Re: [ovirt-users] Engine HA-Issues

2017-07-17 Thread Sven Achtelik
Hi Kasturi,

thank you for pointing me into the right direction. It turned out that I‘ve 
removed an old DNS-Server. My nodes where set to use that old DNS-Server and 
thus lost the capability to resolve the name.

Thanks,
Sven

Von: Kasturi Narra [mailto:kna...@redhat.com]
Gesendet: Montag, 17. Juli 2017 08:10
An: Sven Achtelik <sven.achte...@eps.aero>
Cc: users@ovirt.org
Betreff: Re: [ovirt-users] Engine HA-Issues

Hi ,

  Can you please check the following. Following could be one of the reason why 
HE vm restarts every minute.


Check the error or engine health state.
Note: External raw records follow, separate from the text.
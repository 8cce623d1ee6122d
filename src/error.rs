//! Tipos de error del crate.

use thiserror::Error;

/// Fallas visibles de la generación de horarios. Cualquier otra
/// irregularidad (horas mal formadas, reglas inválidas) se degrada sin error.
#[derive(Debug, Error, PartialEq, Eq)]
pub enum GeneracionError {
    #[error("Selecciona al menos un curso")]
    SeleccionVacia,
    #[error("No hay datos en el catálogo para el curso {curso}")]
    SinDatosCatalogo { curso: String },
}

/// Errores al leer o escribir el consolidado.
#[derive(Debug, Error)]
pub enum CatalogoError {
    #[error("error de lectura Excel: {0}")]
    Excel(#[from] calamine::Error),
    #[error("error de escritura Excel: {0}")]
    Xlsx(#[from] rust_xlsxwriter::XlsxError),
    #[error("error de IO: {0}")]
    Io(#[from] std::io::Error),
    #[error("Faltan columnas requeridas: {}", .0.join(", "))]
    ColumnasFaltantes(Vec<String>),
    #[error("el archivo no contiene hojas")]
    SinHojas,
}

/// Solicitud de generación rechazada en el borde HTTP.
#[derive(Debug, Error, PartialEq, Eq)]
pub enum SolicitudError {
    #[error("Selecciona al menos un curso")]
    SinCursos,
    #[error("Máximo {max} cursos permitidos")]
    DemasiadosCursos { max: usize, recibidos: usize },
}
// Núcleo del generador de horarios.
// Declarar submódulos (archivos en la carpeta `src/algorithm`)
pub mod tiempo;
pub mod campus;
pub mod conflict;
pub mod topones;
pub mod validacion;
pub mod puntaje;
pub mod producto;
pub mod generador;

// Reexportar la API pública usada por el servidor
pub use conflict::{bloques_se_solapan, verificar_traslado};
pub use generador::{evaluar_combinacion, generar_horarios, resolver_opciones, SolicitudGeneracion};
pub use puntaje::calcular_puntaje;
pub use tiempo::hora_a_minutos;
pub use topones::es_topon_valido;
pub use validacion::{validar_combinacion, ResultadoValidacion};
If it’s to do with Liveliness check, 
then this is mostly an issue connecting to engine.

- Check if engine FQDN is reachable from all hosts

-  curl -v 
http:///ovirt-engine/services/health<http://%3cengine-fqdn%3e/ovirt-engine/services/health>
 - does this return ok?

- Access the HE console and check if ovirt-engine is running.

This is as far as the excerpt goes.